'''

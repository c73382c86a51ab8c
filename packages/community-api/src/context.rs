//! Per-request authentication and site settings.

use hyper::header::{HeaderMap, AUTHORIZATION};

use crate::router::RouterError;
use community_core::config::SiteSettings;
use community_core::member::Member;
use community_core::Community;

/// Who is calling and which site toggles apply to this request.
#[derive(Debug, Clone)]
pub struct RequestContext {
    /// Authenticated member, `None` for anonymous requests
    pub viewer: Option<Member>,
    /// Site feature toggles
    pub settings: SiteSettings,
}

impl RequestContext {
    /// Context of an anonymous request.
    pub fn anonymous(settings: SiteSettings) -> Self {
        Self {
            viewer: None,
            settings,
        }
    }

    /// Resolves the viewer from an `Authorization: Bearer <token>` header.
    ///
    /// A missing header yields an anonymous context. A malformed header or
    /// an unknown token is rejected.
    pub fn resolve(
        headers: &HeaderMap,
        community: &Community,
        settings: SiteSettings,
    ) -> Result<Self, RouterError> {
        let Some(value) = headers.get(AUTHORIZATION) else {
            return Ok(Self::anonymous(settings));
        };

        let unauthenticated = RouterError::AuthorizationRequired {
            authenticated: false,
        };
        let token = value
            .to_str()
            .ok()
            .and_then(|v| v.strip_prefix("Bearer "))
            .map(str::trim)
            .filter(|t| !t.is_empty())
            .ok_or_else(|| unauthenticated.clone())?;

        let viewer = community
            .member_by_token(token)
            .map_err(|e| RouterError::InternalError(e.to_string()))?;
        match viewer {
            Some(member) => Ok(Self {
                viewer: Some(member),
                settings,
            }),
            None => {
                tracing::warn!("Rejected request with unknown API token");
                Err(unauthenticated)
            }
        }
    }

    pub fn is_authenticated(&self) -> bool {
        self.viewer.is_some()
    }

    /// Authorization failure for this caller: 401 when anonymous, 403 otherwise.
    pub fn denied(&self) -> RouterError {
        RouterError::AuthorizationRequired {
            authenticated: self.is_authenticated(),
        }
    }

    /// Requires an authenticated caller.
    pub fn require_login(&self) -> Result<&Member, RouterError> {
        self.viewer.as_ref().ok_or_else(|| self.denied())
    }

    /// Requires a caller holding the moderation capability.
    pub fn require_moderator(&self) -> Result<&Member, RouterError> {
        let viewer = self.require_login()?;
        if viewer.can_moderate() {
            Ok(viewer)
        } else {
            Err(self.denied())
        }
    }

    /// Rejects anonymous reads while the community is private.
    pub fn check_community_visibility(&self) -> Result<(), RouterError> {
        if self.settings.community_visibility_private && !self.is_authenticated() {
            return Err(self.denied());
        }
        Ok(())
    }
}

#[cfg(test)]
mod tests {
    use super::*;
    use community_core::member::Role;
    use hyper::header::HeaderValue;

    fn headers_with(token: &str) -> HeaderMap {
        let mut headers = HeaderMap::new();
        headers.insert(
            AUTHORIZATION,
            HeaderValue::from_str(&format!("Bearer {}", token)).unwrap(),
        );
        headers
    }

    #[test]
    fn test_resolve_viewer() {
        let community = Community::new();
        let member = community
            .add_member("Sub", Role::Subscriber, Some("sub-token".to_string()))
            .unwrap();
        let settings = SiteSettings::default();

        let anonymous = RequestContext::resolve(&HeaderMap::new(), &community, settings).unwrap();
        assert!(!anonymous.is_authenticated());

        let ctx = RequestContext::resolve(&headers_with("sub-token"), &community, settings).unwrap();
        assert_eq!(ctx.viewer.as_ref().map(|m| m.id), Some(member.id));
        assert_eq!(
            ctx.require_moderator().unwrap_err(),
            RouterError::AuthorizationRequired {
                authenticated: true
            }
        );

        let err = RequestContext::resolve(&headers_with("nope"), &community, settings).unwrap_err();
        assert_eq!(err.status(), 401);
    }

    #[test]
    fn test_private_community_rejects_anonymous() {
        let settings = SiteSettings {
            community_visibility_private: true,
            ..Default::default()
        };
        let ctx = RequestContext::anonymous(settings);
        assert_eq!(ctx.check_community_visibility().unwrap_err().status(), 401);
        assert!(RequestContext::anonymous(SiteSettings::default())
            .check_community_visibility()
            .is_ok());
    }
}
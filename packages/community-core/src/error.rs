//! Community storage error types.

use thiserror::Error;

/// Errors raised by the member, profile and avatar stores.
#[derive(Error, Debug, Clone, PartialEq, Eq)]
pub enum CommunityError {
    /// Member id does not resolve to a registered member
    #[error("Member {id} not found")]
    MemberNotFound { id: u64 },

    /// Profile field not found
    #[error("Profile field {id} not found")]
    FieldNotFound { id: u64 },

    /// Profile field group not found
    #[error("Profile field group {id} not found")]
    FieldGroupNotFound { id: u64 },

    /// Field type outside the allowed set
    #[error("'{value}' is not a valid profile field type")]
    InvalidFieldType { value: String },

    /// A supplied attribute failed validation
    #[error("Invalid value for '{param}': {message}")]
    InvalidValue { param: String, message: String },

    /// Field is flagged as non-deletable
    #[error("Profile field {id} cannot be deleted")]
    FieldNotDeletable { id: u64 },

    /// Field, its options or its meta changed since they were read
    #[error("Profile field {id} changed while the request was in progress")]
    FieldChanged { id: u64 },

    /// Upload carried no image bytes
    #[error("No image file was provided")]
    MissingAvatarFile,

    /// Upload exceeds the configured size limit
    #[error("Avatar file is {size} bytes, the limit is {limit} bytes")]
    AvatarTooLarge { size: usize, limit: usize },

    /// Upload is not one of the accepted image types
    #[error("'{file_name}' is not an accepted image type (jpg, jpeg, png, gif)")]
    UnsupportedImageType { file_name: String },

    /// Member has no uploaded avatar to remove
    #[error("Member {member_id} has no uploaded avatar")]
    NoUploadedAvatar { member_id: u64 },

    /// Extension field name registered twice
    #[error("Extension field '{name}' is already registered")]
    ExtensionAlreadyRegistered { name: String },

    /// API token collides with an existing member's token
    #[error("API token is already assigned to member {member_id}")]
    DuplicateToken { member_id: u64 },

    /// Lock poisoned (RwLock poisoned)
    #[error("Lock poisoned")]
    LockPoisoned,

    /// I/O error in the avatar store
    #[error("I/O error: {0}")]
    IoError(String),

    /// Seed file could not be read or applied
    #[error("Seed error: {0}")]
    SeedError(String),
}

impl CommunityError {
    pub(crate) fn io(context: &str, error: std::io::Error) -> Self {
        CommunityError::IoError(format!("{}: {}", context, error))
    }

    pub(crate) fn invalid(param: &str, message: impl Into<String>) -> Self {
        CommunityError::InvalidValue {
            param: param.to_string(),
            message: message.into(),
        }
    }
}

'''

## WHAT YOU SHOULD DO
All lines of the records above with the word "while" in them are to be copied.

## EXERCISE SOLUTION
    /// Rejects anonymous reads while the community is private.
    #[error("Profile field {id} changed while the request was in progress")]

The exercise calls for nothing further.